KILL YOUR DARLINGS
DIRECTED BY : John Krokidas
PRODUCED BY : Michael Benaroya, Christine Vachon, Rose Gauguzza, John Krokidas
SCREENPLAY BY : John Krokidas, Austin Bunn
STORY BY : Austin Bunn
STARRING : Daniel Radcliffe, Dane DeHaan, Ben Foster, Michael C.Hall, Jack Justin, Jennifer Jason Leigh, Elizaboth Olsen
MUSIC BY : Nico Muhly
CLINEMATOGRAPHY : Reed Morano
EDITED BY : Brian A.Kates
PRODUCTION COMPANY : Killer Films, Benaroya Pictures, Future Film
DISTRIBUTED BY : Sony Pictures Classics
RELEASE DATES : January 18,2013 (Sundance), October 16, 2013 (US)
This is a film about the university days of icons of Beat Generation (Lucien Carr, Allen Ginsberg, William S. Burroughs and Jack Kerouac).
However it focused more on their relationships, interactions and the murder of David Kammerer.
This film is based on the true story.
Allen Ginsberg gets in to Columbia University, and he meets Lucien Carr there. Lucien introduces William S.Burroughs and Jack Kerouac to Allen Ginsberg. After a while, Ginsberg finds that David Kammerer, a professor writes all of the term papers for Carr and he has been requiring Carr for some sexual favours, as he had been infatuated with Carr since Carr was only 12.
Carr developed the ‘New Vision’, which helped undergrad the Beats’ creative rebellion. Those five, including David Kammerer, were the core members.
The film shows their relationships in a variety of ways, through their adventure in the library, mimicking the suicide, having drugs together, dreaming about each other and so on.

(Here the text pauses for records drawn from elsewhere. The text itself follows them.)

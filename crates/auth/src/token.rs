//! Token service: HS256 issuance and verification of access tokens.
//!
//! The signing key is owned exclusively by this service and is immutable
//! after construction. Verification is pure CPU work; `now` is injected so
//! the expiry boundary can be exercised deterministically.

use std::sync::Arc;

use chrono::{DateTime, Duration, Utc};
use jsonwebtoken::{Algorithm, DecodingKey, EncodingKey, Header, Validation, decode, encode};
use thiserror::Error;

use crate::{AccessClaims, Role};

#[derive(Debug, Error, Clone, PartialEq, Eq)]
pub enum TokenError {
    /// Not a three-segment compact token, or the payload is not valid JSON.
    #[error("token is malformed")]
    Malformed,

    /// The signature does not match the header and payload.
    #[error("token signature is invalid")]
    InvalidSignature,

    /// `exp` is not strictly in the future.
    #[error("token has expired")]
    Expired,

    /// Serialization of the claims failed during issuance.
    #[error("token could not be signed")]
    Signing,
}

/// Issues and verifies compact HS256 tokens.
///
/// Cloning is cheap; the keys are shared.
#[derive(Clone)]
pub struct TokenService {
    encoding_key: Arc<EncodingKey>,
    decoding_key: Arc<DecodingKey>,
    validation: Arc<Validation>,
    ttl: Duration,
}

impl TokenService {
    /// `ttl` is the configured validity window for issued tokens.
    pub fn new(secret: &str, ttl: Duration) -> Self {
        let mut validation = Validation::new(Algorithm::HS256);
        // Expiry is checked against the caller-supplied `now`, not the wall
        // clock, so the library's own exp handling is turned off.
        validation.validate_exp = false;
        validation.validate_aud = false;
        validation.required_spec_claims = Default::default();

        Self {
            encoding_key: Arc::new(EncodingKey::from_secret(secret.as_bytes())),
            decoding_key: Arc::new(DecodingKey::from_secret(secret.as_bytes())),
            validation: Arc::new(validation),
            ttl,
        }
    }

    /// Mint a token for an already-authenticated identity.
    ///
    /// This service never sees passwords; callers authenticate against the
    /// credential store first.
    pub fn issue(&self, username: &str, roles: &[Role], now: DateTime<Utc>) -> Result<String, TokenError> {
        let claims = AccessClaims::new(
            username,
            roles.iter().map(|r| r.as_str().to_string()).collect(),
            now,
            now + self.ttl,
        );

        encode(&Header::new(Algorithm::HS256), &claims, &self.encoding_key)
            .map_err(|_| TokenError::Signing)
    }

    /// Verify signature and expiry, returning the decoded claims.
    ///
    /// `iat` is carried through informationally and not checked.
    pub fn verify(&self, token: &str, now: DateTime<Utc>) -> Result<AccessClaims, TokenError> {
        let data = decode::<AccessClaims>(token, &self.decoding_key, &self.validation)
            .map_err(|err| match err.kind() {
                jsonwebtoken::errors::ErrorKind::InvalidSignature => TokenError::InvalidSignature,
                _ => TokenError::Malformed,
            })?;

        if data.claims.is_expired(now) {
            return Err(TokenError::Expired);
        }

        Ok(data.claims)
    }

    pub fn ttl(&self) -> Duration {
        self.ttl
    }
}
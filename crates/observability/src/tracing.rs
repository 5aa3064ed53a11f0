//! Tracing/logging initialization.

use tracing_subscriber::EnvFilter;

/// Initialize tracing for the process.
///
/// JSON logs with timestamps, filterable via `RUST_LOG` (defaults to `info`).
/// Safe to call multiple times (subsequent calls are no-ops).
pub fn init() {
    let filter = EnvFilter::try_from_default_env().unwrap_or_else(|_| EnvFilter::new("info"));

    let _ = tracing_subscriber::fmt()
        .with_env_filter(filter)
        .json()
        .with_timer(tracing_subscriber::fmt::time::SystemTime)
        .with_target(false)
        .try_init();
}
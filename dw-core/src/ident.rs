//! Job identity and timestamps
//!
//! Job ids are opaque and collision-resistant (`scan-` plus the first 8 hex
//! characters of a v4 UUID). Timestamps are ISO-8601 UTC throughout.

use time::format_description::well_known::Rfc3339;
use time::OffsetDateTime;
use uuid::Uuid;

/// Generate an opaque scan job identifier
pub fn generate_job_id() -> String {
    let id = Uuid::new_v4().simple().to_string();
    format!("scan-{}", &id[..8])
}

/// Current UTC time as an ISO-8601 string
pub fn utc_now() -> String {
    format_timestamp(OffsetDateTime::now_utc())
}

/// Convert a filesystem timestamp to an ISO-8601 UTC string
pub fn from_system_time(ts: std::time::SystemTime) -> String {
    format_timestamp(OffsetDateTime::from(ts))
}

fn format_timestamp(ts: OffsetDateTime) -> String {
    // Rfc3339 formatting only fails for years outside its range
    ts.format(&Rfc3339)
        .unwrap_or_else(|_| ts.unix_timestamp().to_string())
}

#[cfg(test)]
mod tests {
    use super::*;

    #[test]
    fn test_job_id_shape() {
        let id = generate_job_id();
        assert!(id.starts_with("scan-"));
        assert_eq!(id.len(), "scan-".len() + 8);
        assert!(id["scan-".len()..].chars().all(|c| c.is_ascii_hexdigit()));
    }

    #[test]
    fn test_job_ids_are_unique() {
        let a = generate_job_id();
        let b = generate_job_id();
        assert_ne!(a, b);
    }

    #[test]
    fn test_timestamp_is_utc_iso8601() {
        let ts = utc_now();
        assert!(ts.ends_with('Z'), "expected UTC designator in {}", ts);
        assert!(ts.contains('T'));
    }

    #[test]
    fn test_timestamps_sort_chronologically() {
        let earlier = from_system_time(std::time::UNIX_EPOCH);
        let later = utc_now();
        assert!(earlier < later);
    }
}
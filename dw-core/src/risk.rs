//! Path risk classification
//!
//! A pure function of the path text: case-insensitive substring heuristics
//! mapping filesystem locations to a coarse risk tier. The high-risk table is
//! evaluated before the medium-risk table and the first match wins, so a path
//! matching both tiers classifies high.

use dw_protocol::RiskTier;

/// Locations where a change most likely indicates tampering: driver and
/// system-configuration directories, the core system binaries directory,
/// startup/autorun locations, `run\` registry-style fragments, temp
/// directories, and public/shared directories.
pub const HIGH_RISK_PATTERNS: &[&str] = &[
    "system32\\drivers",
    "system32/drivers",
    "system32\\config",
    "system32/config",
    "windows\\system32\\",
    "windows/system32/",
    "startup",
    "run\\",
    "temp\\",
    "temp/",
    "public\\",
    "public/",
    "/etc/",
    "/boot/",
    "/usr/lib/modules",
];

/// Program-installation directories, shared application data, and per-user
/// home directories.
pub const MEDIUM_RISK_PATTERNS: &[&str] = &[
    "program files",
    "programdata",
    "users\\",
    "users/",
    "/opt/",
    "/usr/local/",
    "/home/",
];

/// Classify a filesystem path into a risk tier
pub fn classify(path: &str) -> RiskTier {
    let lowered = path.to_lowercase();

    if HIGH_RISK_PATTERNS.iter().any(|p| lowered.contains(p)) {
        return RiskTier::High;
    }

    if MEDIUM_RISK_PATTERNS.iter().any(|p| lowered.contains(p)) {
        return RiskTier::Medium;
    }

    RiskTier::Low
}
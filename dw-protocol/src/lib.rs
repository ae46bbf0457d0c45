//! Shared protocol types for Driftwatch
//!
//! Transport-agnostic request and response types exchanged between the
//! integrity engine and whatever dispatcher fronts it. The dispatcher owns
//! transport concerns (sockets, HTTP status codes, body framing); this crate
//! owns the shape and validation of the messages themselves.

use serde::{Deserialize, Serialize};
use std::sync::atomic::{AtomicU64, Ordering};

/// Global request ID counter for correlation
static REQUEST_ID_COUNTER: AtomicU64 = AtomicU64::new(1);

/// Maximum host identifier length
pub const MAX_HOST_ID_LENGTH: usize = 128;

/// Maximum scan path length
pub const MAX_PATH_LENGTH: usize = 1024;

/// Maximum number of roots a single scan request may carry
pub const MAX_SCAN_PATHS: usize = 32;

const FORBIDDEN_PATH_BYTES: &[char] = &['\0', '\n', '\r'];

/// Generate a unique request ID for correlation
pub fn generate_request_id() -> u64 {
    REQUEST_ID_COUNTER.fetch_add(1, Ordering::SeqCst)
}

#[derive(Debug, Clone, Serialize, Deserialize)]
pub struct RequestEnvelope {
    /// Unique request ID for correlation and debugging
    pub id: u64,
    /// The actual request
    #[serde(flatten)]
    pub request: Request,
}

impl RequestEnvelope {
    pub fn new(request: Request) -> Self {
        Self {
            id: generate_request_id(),
            request,
        }
    }

    pub fn with_id(request: Request, id: u64) -> Self {
        Self { id, request }
    }
}

#[derive(Debug, Clone, Serialize, Deserialize)]
#[serde(tag = "cmd", content = "data")]
pub enum Request {
    /// Start an integrity scan; omitted paths fall back to the default root set
    StartScan {
        host_id: String,
        scan_paths: Option<Vec<String>>,
    },
    GetResults { job_id: String },
    GetBaseline { host_id: String },
    /// Scan alias: creates the baseline if absent, otherwise diffs against it
    CreateBaseline { host_id: String },
    /// Explicit re-baseline: the fresh snapshot replaces any existing baseline
    ReplaceBaseline {
        host_id: String,
        scan_paths: Option<Vec<String>>,
    },
    ListScans { host_id: Option<String> },
}

impl Request {
    /// Validate request parameters before handing them to the engine
    pub fn validate(&self) -> Result<(), String> {
        match self {
            Request::StartScan { host_id, scan_paths } => {
                validate_host_id(host_id)?;
                if let Some(paths) = scan_paths {
                    validate_scan_paths(paths)?;
                }
                Ok(())
            }
            Request::GetResults { job_id } => validate_job_id(job_id),
            Request::ReplaceBaseline { host_id, scan_paths } => {
                validate_host_id(host_id)?;
                if let Some(paths) = scan_paths {
                    validate_scan_paths(paths)?;
                }
                Ok(())
            }
            Request::GetBaseline { host_id } | Request::CreateBaseline { host_id } => {
                validate_host_id(host_id)
            }
            Request::ListScans { host_id } => {
                if let Some(h) = host_id {
                    validate_host_id(h)?;
                }
                Ok(())
            }
        }
    }

    pub fn type_name(&self) -> &'static str {
        match self {
            Request::StartScan { .. } => "StartScan",
            Request::GetResults { .. } => "GetResults",
            Request::GetBaseline { .. } => "GetBaseline",
            Request::CreateBaseline { .. } => "CreateBaseline",
            Request::ReplaceBaseline { .. } => "ReplaceBaseline",
            Request::ListScans { .. } => "ListScans",
        }
    }
}

#[derive(Debug, Clone, Serialize, Deserialize)]
pub struct ResponseEnvelope {
    /// Request ID this response corresponds to
    pub id: u64,
    /// The actual response
    #[serde(flatten)]
    pub response: Response,
}

impl ResponseEnvelope {
    pub fn new(id: u64, response: Response) -> Self {
        Self { id, response }
    }
}

#[derive(Debug, Clone, Serialize, Deserialize)]
#[serde(tag = "status")]
pub enum Response {
    #[serde(rename = "ok")]
    Ok(ResponseData),
    #[serde(rename = "not_found")]
    NotFound { message: String },
    #[serde(rename = "error")]
    Error { message: String },
}

/// Response data - each variant has a unique structure that serde can distinguish
#[derive(Debug, Clone, Default, Serialize, Deserialize)]
pub struct ResponseData {
    #[serde(skip_serializing_if = "Option::is_none")]
    pub ack: Option<ScanAck>,
    #[serde(skip_serializing_if = "Option::is_none")]
    pub report: Option<ScanReport>,
    #[serde(skip_serializing_if = "Option::is_none")]
    pub baseline: Option<BaselineSummary>,
    #[serde(skip_serializing_if = "Option::is_none")]
    pub scans: Option<Vec<ScanSummary>>,
}

impl ResponseData {
    pub fn none() -> Self { Self::default() }
    pub fn ack(a: ScanAck) -> Self { Self { ack: Some(a), ..Self::default() } }
    pub fn report(r: ScanReport) -> Self { Self { report: Some(r), ..Self::default() } }
    pub fn baseline(b: BaselineSummary) -> Self { Self { baseline: Some(b), ..Self::default() } }
    pub fn scan_list(s: Vec<ScanSummary>) -> Self { Self { scans: Some(s), ..Self::default() } }
}

impl Response {
    pub fn ok() -> Self {
        Response::Ok(ResponseData::none())
    }

    pub fn ok_ack(a: ScanAck) -> Self {
        Response::Ok(ResponseData::ack(a))
    }

    pub fn ok_report(r: ScanReport) -> Self {
        Response::Ok(ResponseData::report(r))
    }

    pub fn not_found(msg: impl Into<String>) -> Self {
        Response::NotFound { message: msg.into() }
    }

    pub fn error(msg: impl Into<String>) -> Self {
        Response::Error { message: msg.into() }
    }
}

// ============================================================================
// Domain Enums
// ============================================================================

/// Lifecycle state of a scan job
#[derive(Debug, Clone, Copy, Serialize, Deserialize, PartialEq, Eq)]
#[serde(rename_all = "snake_case")]
pub enum JobStatus {
    Running,
    Completed,
    Failed,
}

impl JobStatus {
    /// A job is terminal once it leaves `running`
    pub fn is_terminal(&self) -> bool {
        !matches!(self, JobStatus::Running)
    }
}

/// Overall severity verdict for a completed scan
#[derive(Debug, Clone, Copy, Serialize, Deserialize, PartialEq, Eq, PartialOrd, Ord)]
#[serde(rename_all = "snake_case")]
pub enum Severity {
    Low,
    Medium,
    High,
}

/// Risk classification of a single filesystem location
#[derive(Debug, Clone, Copy, Serialize, Deserialize, PartialEq, Eq, PartialOrd, Ord)]
#[serde(rename_all = "snake_case")]
pub enum RiskTier {
    Low,
    Medium,
    High,
}

/// Kind of deviation from the baseline
#[derive(Debug, Clone, Copy, Serialize, Deserialize, PartialEq, Eq)]
#[serde(rename_all = "snake_case")]
pub enum ChangeKind {
    New,
    Modified,
    Deleted,
    PathNotFound,
}

// ============================================================================
// Wire DTOs
// ============================================================================

/// One detected deviation from the baseline
#[derive(Debug, Clone, Serialize, Deserialize)]
pub struct ChangeRecord {
    pub path: String,
    pub change: ChangeKind,
    /// Present for new/modified changes
    #[serde(skip_serializing_if = "Option::is_none")]
    pub fingerprint: Option<String>,
    /// Present for modified changes
    #[serde(skip_serializing_if = "Option::is_none")]
    pub previous_fingerprint: Option<String>,
    pub risk: RiskTier,
}

/// Acknowledgement returned when a scan is accepted
#[derive(Debug, Clone, Serialize, Deserialize)]
pub struct ScanAck {
    pub job_id: String,
    pub status: JobStatus,
    pub message: String,
}

/// Full results of one scan job
#[derive(Debug, Clone, Serialize, Deserialize)]
pub struct ScanReport {
    pub job_id: String,
    pub host_id: String,
    pub status: JobStatus,
    pub started_at: String,
    #[serde(skip_serializing_if = "Option::is_none")]
    pub completed_at: Option<String>,
    pub scan_paths: Vec<String>,
    pub files_scanned: u64,
    pub changes: Vec<ChangeRecord>,
    pub baseline_score: u8,
    pub severity: Severity,
    #[serde(skip_serializing_if = "Option::is_none")]
    pub error: Option<String>,
}

/// Read-only projection of a stored baseline (the raw snapshot never leaves the engine)
#[derive(Debug, Clone, Serialize, Deserialize)]
pub struct BaselineSummary {
    pub host_id: String,
    pub created_at: String,
    pub file_count: u64,
    pub last_scan_at: String,
}

/// One row of a scan listing
#[derive(Debug, Clone, Serialize, Deserialize)]
pub struct ScanSummary {
    pub job_id: String,
    pub host_id: String,
    pub status: JobStatus,
    pub started_at: String,
    pub baseline_score: u8,
    pub changes_count: u64,
}

// ============================================================================
// Validation
// ============================================================================

pub fn validate_host_id(host_id: &str) -> Result<(), String> {
    if host_id.is_empty() {
        return Err("Host id cannot be empty".into());
    }

    if host_id.len() > MAX_HOST_ID_LENGTH {
        return Err(format!(
            "Host id too long: {} > {} chars",
            host_id.len(),
            MAX_HOST_ID_LENGTH
        ));
    }

    for c in host_id.chars() {
        if !c.is_ascii_alphanumeric() && c != '-' && c != '_' && c != '.' {
            return Err(format!("Host id contains invalid character: {:?}", c));
        }
    }

    Ok(())
}

pub fn validate_job_id(job_id: &str) -> Result<(), String> {
    if job_id.is_empty() {
        return Err("Job id cannot be empty".into());
    }

    if job_id.len() > MAX_HOST_ID_LENGTH {
        return Err(format!(
            "Job id too long: {} > {} chars",
            job_id.len(),
            MAX_HOST_ID_LENGTH
        ));
    }

    Ok(())
}

pub fn validate_scan_path(path: &str) -> Result<(), String> {
    if path.is_empty() {
        return Err("Scan path cannot be empty".into());
    }

    if path.len() > MAX_PATH_LENGTH {
        return Err(format!(
            "Scan path too long: {} > {} chars",
            path.len(),
            MAX_PATH_LENGTH
        ));
    }

    for forbidden in FORBIDDEN_PATH_BYTES {
        if path.contains(*forbidden) {
            return Err(format!("Scan path contains forbidden character: {:?}", forbidden));
        }
    }

    Ok(())
}

pub fn validate_scan_paths(paths: &[String]) -> Result<(), String> {
    if paths.is_empty() {
        return Err("Scan path list cannot be empty (omit it to use defaults)".into());
    }

    if paths.len() > MAX_SCAN_PATHS {
        return Err(format!(
            "Too many scan paths: {} > {}",
            paths.len(),
            MAX_SCAN_PATHS
        ));
    }

    for path in paths {
        validate_scan_path(path)?;
    }

    Ok(())
}
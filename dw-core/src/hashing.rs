//! File content fingerprinting
//!
//! Streams file bytes through SHA-256 in fixed-size chunks so memory use is
//! independent of file size. Integrity scanning must not abort because one
//! file is unreadable, so any open or read failure collapses to the
//! [`HASH_FAILED`] sentinel instead of an error.

use sha2::{Digest, Sha256};
use std::fs::File;
use std::io::Read;
use std::path::Path;
use tracing::debug;

use crate::constants::scan::HASH_CHUNK_SIZE;

/// Sentinel fingerprint recorded when a file cannot be read
pub const HASH_FAILED: &str = "hash_failed";

/// Compute the SHA-256 hex fingerprint of a file's contents
pub fn fingerprint_file(path: &Path) -> String {
    match hash_file(path) {
        Ok(hex) => hex,
        Err(e) => {
            debug!(path = ?path, error = %e, "Cannot hash file");
            HASH_FAILED.to_string()
        }
    }
}

fn hash_file(path: &Path) -> std::io::Result<String> {
    let mut file = File::open(path)?;
    let mut hasher = Sha256::new();
    let mut buf = [0u8; HASH_CHUNK_SIZE];

    loop {
        let n = file.read(&mut buf)?;
        if n == 0 {
            break;
        }
        hasher.update(&buf[..n]);
    }

    Ok(format!("{:x}", hasher.finalize()))
}

#[cfg(test)]
mod tests {
    use super::*;
    use std::io::Write;

    #[test]
    fn test_empty_file_digest() {
        let file = tempfile::NamedTempFile::new().unwrap();
        // SHA-256 of the empty string
        assert_eq!(
            fingerprint_file(file.path()),
            "e3b0c44298fc1c149afbf4c8996fb92427ae41e4649b934ca495991b7852b855"
        );
    }

    #[test]
    fn test_identical_content_same_fingerprint() {
        let mut a = tempfile::NamedTempFile::new().unwrap();
        let mut b = tempfile::NamedTempFile::new().unwrap();
        a.write_all(b"driver payload").unwrap();
        b.write_all(b"driver payload").unwrap();

        let fp_a = fingerprint_file(a.path());
        let fp_b = fingerprint_file(b.path());
        assert_eq!(fp_a, fp_b);
        assert_eq!(fp_a.len(), 64);
        assert!(fp_a.chars().all(|c| c.is_ascii_hexdigit()));
    }

    #[test]
    fn test_different_content_different_fingerprint() {
        let mut a = tempfile::NamedTempFile::new().unwrap();
        let mut b = tempfile::NamedTempFile::new().unwrap();
        a.write_all(b"original").unwrap();
        b.write_all(b"tampered").unwrap();
        assert_ne!(fingerprint_file(a.path()), fingerprint_file(b.path()));
    }

    #[test]
    fn test_large_file_is_chunked() {
        let mut file = tempfile::NamedTempFile::new().unwrap();
        let payload = vec![0xA5u8; HASH_CHUNK_SIZE * 3 + 17];
        file.write_all(&payload).unwrap();

        let fp = fingerprint_file(file.path());
        assert_ne!(fp, HASH_FAILED);
        assert_eq!(fp.len(), 64);
    }

    #[test]
    fn test_unreadable_file_yields_sentinel() {
        let fp = fingerprint_file(Path::new("/nonexistent/driftwatch/file.bin"));
        assert_eq!(fp, HASH_FAILED);
    }
}
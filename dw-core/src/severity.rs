//! Severity aggregation
//!
//! Reduces a set of change records into a baseline score (0-100) and an
//! overall severity verdict. The thresholds are exact business rules.

use dw_protocol::{ChangeRecord, RiskTier, Severity};

use crate::constants::scoring;

/// Score and severity for a set of detected changes.
///
/// The score deducts [`scoring::POINTS_PER_CHANGE`] per change, capped at
/// [`scoring::MAX_DEDUCTION`], so it never drops below 70.
pub fn aggregate(changes: &[ChangeRecord]) -> (u8, Severity) {
    let deduction = (changes.len() as u64 * scoring::POINTS_PER_CHANGE).min(scoring::MAX_DEDUCTION);
    let score = (100 - deduction) as u8;
    (score, overall_severity(changes))
}

fn overall_severity(changes: &[ChangeRecord]) -> Severity {
    if changes.is_empty() {
        return Severity::Low;
    }

    let high = changes.iter().filter(|c| c.risk == RiskTier::High).count();
    let medium = changes.iter().filter(|c| c.risk == RiskTier::Medium).count();

    if high >= scoring::HIGH_CHANGES_FOR_HIGH || changes.len() >= scoring::TOTAL_CHANGES_FOR_HIGH {
        Severity::High
    } else if high >= scoring::HIGH_CHANGES_FOR_MEDIUM
        || medium >= scoring::MEDIUM_CHANGES_FOR_MEDIUM
    {
        Severity::Medium
    } else {
        Severity::Low
    }
}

As Ginsberg said, Lu was the glue. Lucien Carr was the muse. Allen was fascinated by Lucien Carr. Allen Ginsberg wrote many poems after meeting Lucien Carr. In this scene, Allen reads out the poem for Lucien :
“Be careful, you are not in wonderland
I’ve heard the strange madness long growing in your soul
but you’re fortunate in your ignorance
in your isolation
you who have suffered
find where love hides
give, share, lose
lest we die, unbloomed”
-Allen Ginsberg
and I think this scene worked so well to show how much Allen Ginsberg was into Lucien Carr.
David Kammerer’s courtship was getting worse and worse. He tried to bake Kerouac’s cat on the oven. He also crawled into Carr’s room through the fire escape to see Carr sleeping and was caught by the guard for several times. One day, Lucien Carr stabs Kammerer, as he made another sexual favour and he assaulted him physically when Lucien rejected. Lucien Carr then ties his hands and feet then throws him with rocks in Hudson River.
Lucien gets arrested of this and asks Ginsberg to write his deposition for him. However, Ginsberg rejects it. Carr is charged with second-degree murder, because it has been regarded as ‘honour slaying’.
Unlike other films about Beats Generations, it focused more on the murder, not Beat Generation itself.
Those actors acted perfectly their characters. I was surprised to see the real photos of the members, because they looked so similar. Especially Dane DeHaan, he acted a magnetic, charming and impulsive character unbelievably nicely.
Although there were lots of facts deleted and edited in the film, and it looks like the director doesn’t like Lucien Carr, he portrayed Lucien as a quite cunning but incompetent man, I think this is interesting enough to make audiences be fascinated by those characters and want to know more about them, like me.